Upon subdividing patients with PNI into sup-PNI and deep-PNI groups, we observed that those in the deep-PNI group had a poorer prognosis compared to the sup-PNI group. This finding implies that infiltration of cancer cells into the subserous plexus may result in worse outcomes. In contrast, there was no statistical difference in survival between patients in the sup-PNI group and those in the non-PNI group, indicating that sup-PNI may not be a predictive factor for survival. Given that current guidelines recommend adjuvant therapy for patients with PNI [15, 16], patients with sup-PNI may be subjected to overtreatment as their survival rates are similar to those without PNI. Therefore, it is important to supplement the current PNI definition with the depth of invasion to provide a more accurate prognosis and treatment recommendation. And there is an urgent need for a new nerve-targeted therapy to improve the prognosis of stage II CRC patients with PNI, such as targeting CD51, CD74 and nerve growth factor [19,20,21,22].

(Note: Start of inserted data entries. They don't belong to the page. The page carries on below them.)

//! Shim options (corshim.toml)
//!
//! ```toml
//! [enumeration]
//! hide_root_fields = true
//!
//! [format]
//! negative_sign = "-"
//! decimal_separator = "."
//! ```

use std::path::Path;

use corshim_sdk::{
    install_number_formatter, HostIntrospection, NumberFormatInfo, StandardFormatter,
};
use serde::{Deserialize, Serialize};
use thiserror::Error;

use crate::reflect::{EnumerationOptions, MemberEnumerator};

/// Errors that can occur while loading options
#[derive(Debug, Error)]
pub enum OptionsError {
    /// Failed to read options file
    #[error("Failed to read options file: {0}")]
    IoError(#[from] std::io::Error),

    /// Failed to parse TOML
    #[error("Failed to parse options: {0}")]
    ParseError(#[from] toml::de::Error),

    /// Failed to serialize TOML
    #[error("Failed to serialize options: {0}")]
    SerializeError(#[from] toml::ser::Error),

    /// Validation error
    #[error("Invalid options: {0}")]
    ValidationError(String),

    /// A process-wide number formatter was already in place
    #[error("A number formatter is already installed")]
    FormatterAlreadyInstalled,
}

/// Process-wide shim configuration
#[derive(Debug, Clone, Default, PartialEq, Serialize, Deserialize)]
#[serde(default)]
pub struct ShimOptions {
    /// Member enumeration settings
    pub enumeration: EnumerationOptions,

    /// Number formatting symbols used when a call passes no provider;
    /// effective once [`ShimOptions::install_formatter`] has run
    pub format: NumberFormatInfo,
}

impl ShimOptions {
    /// Load options from a file
    pub fn from_file(path: &Path) -> Result<Self, OptionsError> {
        let content = std::fs::read_to_string(path)?;
        Self::from_str(&content)
    }

    /// Parse options from a string
    #[allow(clippy::should_implement_trait)]
    pub fn from_str(content: &str) -> Result<Self, OptionsError> {
        let options: ShimOptions = toml::from_str(content)?;
        options.validate()?;
        Ok(options)
    }

    /// Enumeration engine over `host` configured by these options
    pub fn enumerator<H: HostIntrospection>(&self, host: H) -> MemberEnumerator<H> {
        MemberEnumerator::with_options(host, self.enumeration)
    }

    /// Standard formatter whose default provider is `[format]`
    pub fn formatter(&self) -> StandardFormatter {
        StandardFormatter::with_info(self.format.clone())
    }

    /// Install [`ShimOptions::formatter`] as the process-wide number formatter
    ///
    /// Fails if a formatter was installed before or one was already used.
    pub fn install_formatter(&self) -> Result<(), OptionsError> {
        install_number_formatter(Box::new(self.formatter()))
            .map_err(|_| OptionsError::FormatterAlreadyInstalled)
    }

    /// Render as TOML
    pub fn to_toml(&self) -> Result<String, OptionsError> {
        Ok(toml::to_string_pretty(self)?)
    }

    /// Validate the options
    pub fn validate(&self) -> Result<(), OptionsError> {
        let format = &self.format;
        let required = [
            ("negative_sign", &format.negative_sign),
            ("decimal_separator", &format.decimal_separator),
            ("nan_symbol", &format.nan_symbol),
            ("positive_infinity_symbol", &format.positive_infinity_symbol),
            ("negative_infinity_symbol", &format.negative_infinity_symbol),
        ];
        for (name, value) in required {
            if value.is_empty() {
                return Err(OptionsError::ValidationError(format!(
                    "format.{} cannot be empty",
                    name
                )));
            }
        }

        if format.decimal_separator == format.group_separator {
            return Err(OptionsError::ValidationError(format!(
                "format.decimal_separator and format.group_separator are both '{}'",
                format.decimal_separator
            )));
        }

        if format.group_size == 0 {
            return Err(OptionsError::ValidationError(
                "format.group_size must be at least 1".to_string(),
            ));
        }

        Ok(())
    }
}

Current guidelines and studies recommend PNI leads to a worse prognosis in stage II CRC [23,24,25], but do not distinguish the depth of PNI. We conducted a survival analysis that included several well-established high-risk factors for stage II CRC, such as T4, poor differentiation, vascular invasion, and the number of harvested lymph nodes < 12 [4, 15]. In the multivariate analysis of OS and DFS, we found that the depth of PNI was an independent prognostic factor. Thus, it may be necessary to revise the definition of high-risk factors for stage II CRC in the existing guidelines by specifying deep PNI, which could help distinguish the prognosis of patients.

The present study had some limitations that should be taken into account when interpreting the results. Firstly, as a single-center retrospective study, our findings may be limited by potential information bias and may not be generalizable to other populations. Secondly, we did not conduct immunostaining for neuropeptide markers in patient specimens [26], which may have affected the accuracy of the PNI classifications. Finally, due to the insufficient number of dMMR patients, it is difficult to explain the relationship between dMMR and PNI, and the relevant study is being conducted. Despite these limitations, our study highlights the importance of differentiating PNI based on the depth of invasion and suggests that the current definition of PNI needs to be revised as PNI in the subserous plexus.

Conclusions

In conclusion, our study demonstrates that the depth of PNI is a significant independent prognostic factor for recurrence and survival in patients with stage II CRC. Specifically, patients with PNI in the subserous plexus had a worse prognosis, while the difference in prognosis between stage II CRC patients with PNI in the submucosal and myenteric plexuses and those without PNI was not significant. These findings suggest that the definition of PNI in high-risk factors should be revised to focus on PNI in the subserous plexus.